Carbon credit volume drops 25% in 2024
According to the report, the total carbon credit transaction volume declined by 25% in 2024 compared to the previous year, with market value dropping to USD 535 million. However, both figures represent smaller declines than those seen in 2022, suggesting the market may be slowly recovering. Carbon credit retirements based on the top 10 global standards amounted to 182 million tonnes of CO₂ equivalent—near the highs seen since 2021.
Charlotte Barber, Deputy Director at EM, noted that the market built on older methodologies is fading, while a new generation of voluntary carbon markets is emerging. Although the supply of credits from these new projects has yet to meet demand, stable retirement volumes indicate that end-user corporate demand remains firm.
A closer look at retirements shows that forestry and land-use credits became the largest category in 2024, offsetting 68 million tonnes of emissions.

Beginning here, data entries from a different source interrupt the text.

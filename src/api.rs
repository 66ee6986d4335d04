//! The remote conversion API: wire types, the [`JobApi`] seam and its HTTP client.
//!
//! The API is not under our control; only three endpoints are used:
//!
//! ```text
//! POST /job                      {file, filename, notify?} → {status, uuid}
//! GET  /job/{uuid}               → JobStatus
//! GET  /job/{uuid}/result/json   → arbitrary JSON document
//! ```
//!
//! Jobs talk to the API only through [`JobApi`], so tests (and callers with
//! their own middleware) can hand in any implementation.

use crate::config::SyncConfig;
use crate::error::{ItemError, SyncError};
use async_trait::async_trait;
use reqwest::{Client, Response, Url};
use serde::de::DeserializeOwned;
use serde::{Deserialize, Serialize};
use std::time::Duration;
use tracing::debug;

/// Body of `POST /job`.
#[derive(Debug, Clone, PartialEq, Eq, Serialize, Deserialize)]
pub struct CreateJobRequest {
    /// Standard base64 of the PDF bytes.
    pub file: String,
    /// Original file name, e.g. `invoice.pdf`.
    pub filename: String,
    #[serde(skip_serializing_if = "Option::is_none")]
    pub notify: Option<String>,
}

/// Successful response of `POST /job`.
#[derive(Debug, Clone, PartialEq, Eq, Serialize, Deserialize)]
pub struct CreateJobResponse {
    #[serde(default)]
    pub status: String,
    pub uuid: String,
}

/// Job status record returned by `GET /job/{uuid}`.
///
/// Only `success` and `filename` drive the collector. The other fields are
/// informational; a missing, `null` or mistyped value becomes `None` rather
/// than failing the whole record.
#[derive(Debug, Clone, Default, PartialEq, Serialize, Deserialize)]
pub struct JobStatus {
    #[serde(default, deserialize_with = "lenient")]
    pub uuid: Option<String>,
    #[serde(default, deserialize_with = "lenient")]
    pub created_at: Option<String>,
    #[serde(default, deserialize_with = "lenient_or_default")]
    pub success: bool,
    #[serde(default, deserialize_with = "lenient_or_default")]
    pub filename: String,
    #[serde(default, deserialize_with = "lenient")]
    pub pages: Option<u32>,
    #[serde(default, deserialize_with = "lenient")]
    pub processing: Option<bool>,
    #[serde(default, deserialize_with = "lenient")]
    pub price: Option<f64>,
    #[serde(default, rename = "type", deserialize_with = "lenient")]
    pub job_type: Option<String>,
    #[serde(default, deserialize_with = "lenient")]
    pub ocr: Option<bool>,
    #[serde(default, deserialize_with = "lenient")]
    pub deleted: Option<bool>,
}

/// Accept any JSON value; keep it only if it converts to `T`.
fn lenient<'de, D, T>(deserializer: D) -> Result<Option<T>, D::Error>
where
    D: serde::Deserializer<'de>,
    T: DeserializeOwned,
{
    let value = serde_json::Value::deserialize(deserializer)?;
    Ok(serde_json::from_value(value).ok())
}

fn lenient_or_default<'de, D, T>(deserializer: D) -> Result<T, D::Error>
where
    D: serde::Deserializer<'de>,
    T: DeserializeOwned + Default,
{
    Ok(lenient(deserializer)?.unwrap_or_default())
}

/// Operations the submitter and collector need from the remote API.
///
/// Errors are per-item: the caller logs them and moves on to the next file
/// or job.
#[async_trait]
pub trait JobApi: Send + Sync {
    /// Upload a document and start a conversion job.
    async fn create_job(&self, request: &CreateJobRequest) -> Result<CreateJobResponse, ItemError>;

    /// Fetch the status record of a job.
    async fn job_status(&self, uuid: &str) -> Result<JobStatus, ItemError>;

    /// Fetch the JSON result of a finished job.
    async fn job_result(&self, uuid: &str) -> Result<serde_json::Value, ItemError>;
}

/// [`JobApi`] over HTTPS with a static bearer token.
pub struct HttpJobApi {
    client: Client,
    base: Url,
    token: String,
}

impl HttpJobApi {
    /// Build a client from the configured base URL, token and timeout.
    pub fn new(config: &SyncConfig) -> Result<Self, SyncError> {
        let base = Url::parse(&config.api_base_url)
            .map_err(|e| SyncError::InvalidConfig(format!("API base URL: {e}")))?;
        if base.cannot_be_a_base() {
            return Err(SyncError::InvalidConfig(format!(
                "API base URL '{}' cannot carry a path",
                config.api_base_url
            )));
        }

        let mut builder = Client::builder();
        if let Some(secs) = config.request_timeout_secs {
            builder = builder.timeout(Duration::from_secs(secs));
        }
        let client = builder
            .build()
            .map_err(|e| SyncError::ClientBuild(e.to_string()))?;

        Ok(Self {
            client,
            base,
            token: config.bearer_token.clone(),
        })
    }

    /// Append path segments to the base URL, percent-encoding each one.
    fn endpoint(&self, segments: &[&str]) -> Url {
        let mut url = self.base.clone();
        if let Ok(mut path) = url.path_segments_mut() {
            path.pop_if_empty().extend(segments);
        }
        url
    }

    async fn get_json<T: DeserializeOwned>(&self, url: Url) -> Result<T, ItemError> {
        let url_str = url.to_string();
        debug!("GET {}", url_str);
        let response = self
            .client
            .get(url)
            .bearer_auth(&self.token)
            .send()
            .await
            .map_err(|e| ItemError::from_reqwest(&url_str, e))?;
        let response = ensure_success(&url_str, response)?;
        response
            .json::<T>()
            .await
            .map_err(|e| ItemError::from_reqwest(&url_str, e))
    }
}

fn ensure_success(url: &str, response: Response) -> Result<Response, ItemError> {
    let status = response.status();
    if status.is_success() {
        Ok(response)
    } else {
        Err(ItemError::HttpStatus {
            url: url.to_string(),
            status: status.as_u16(),
        })
    }
}

#[async_trait]
impl JobApi for HttpJobApi {
    async fn create_job(&self, request: &CreateJobRequest) -> Result<CreateJobResponse, ItemError> {
        let url = self.endpoint(&["job"]);
        let url_str = url.to_string();
        debug!(
            "POST {} ({} base64 bytes for {})",
            url_str,
            request.file.len(),
            request.filename
        );
        let response = self
            .client
            .post(url)
            .bearer_auth(&self.token)
            .json(request)
            .send()
            .await
            .map_err(|e| ItemError::from_reqwest(&url_str, e))?;
        let response = ensure_success(&url_str, response)?;
        response
            .json::<CreateJobResponse>()
            .await
            .map_err(|e| ItemError::from_reqwest(&url_str, e))
    }

    async fn job_status(&self, uuid: &str) -> Result<JobStatus, ItemError> {
        self.get_json(self.endpoint(&["job", uuid])).await
    }

    async fn job_result(&self, uuid: &str) -> Result<serde_json::Value, ItemError> {
        self.get_json(self.endpoint(&["job", uuid, "result", "json"]))
            .await
    }
}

This shift was driven by a drop in retirements from renewable energy projects.
The total carbon credit transaction volume declined by 25% in 2024 compared to the previous year, with market value dropping to USD 535 million. (Chart: 2025 State of the Voluntary Carbon Market)
Removal credits command premium prices
Waste disposal was the only category to see growth in both transaction volume and market size, with both more than tripling from the previous year. This surge was largely driven by the Integrity Council for the Voluntary Carbon Market (ICVCM) granting Core Carbon Principles (CCP) approval to landfill gas methodologies, sparking sharp increases in demand.
In terms of pricing, carbon removal credits continue to command a significant premium—381% higher than avoidance credits, up 136 percentage points from 2023. Buyers also showed a strong preference for newer vintages: credits issued within the last five years traded at a 217% premium compared to older vintages, an unusually high triple-digit margin.
Ricardo Bayon, Co-Founder and Partner at Encourage Capital, commented that the carbon market is going through its fifth or sixth cycle of rapid growth, decline, and recovery. While 2024 may be a downturn, he emphasized that for those familiar with the market, this is simply part of a normal fluctuation, not a signal of long-term collapse.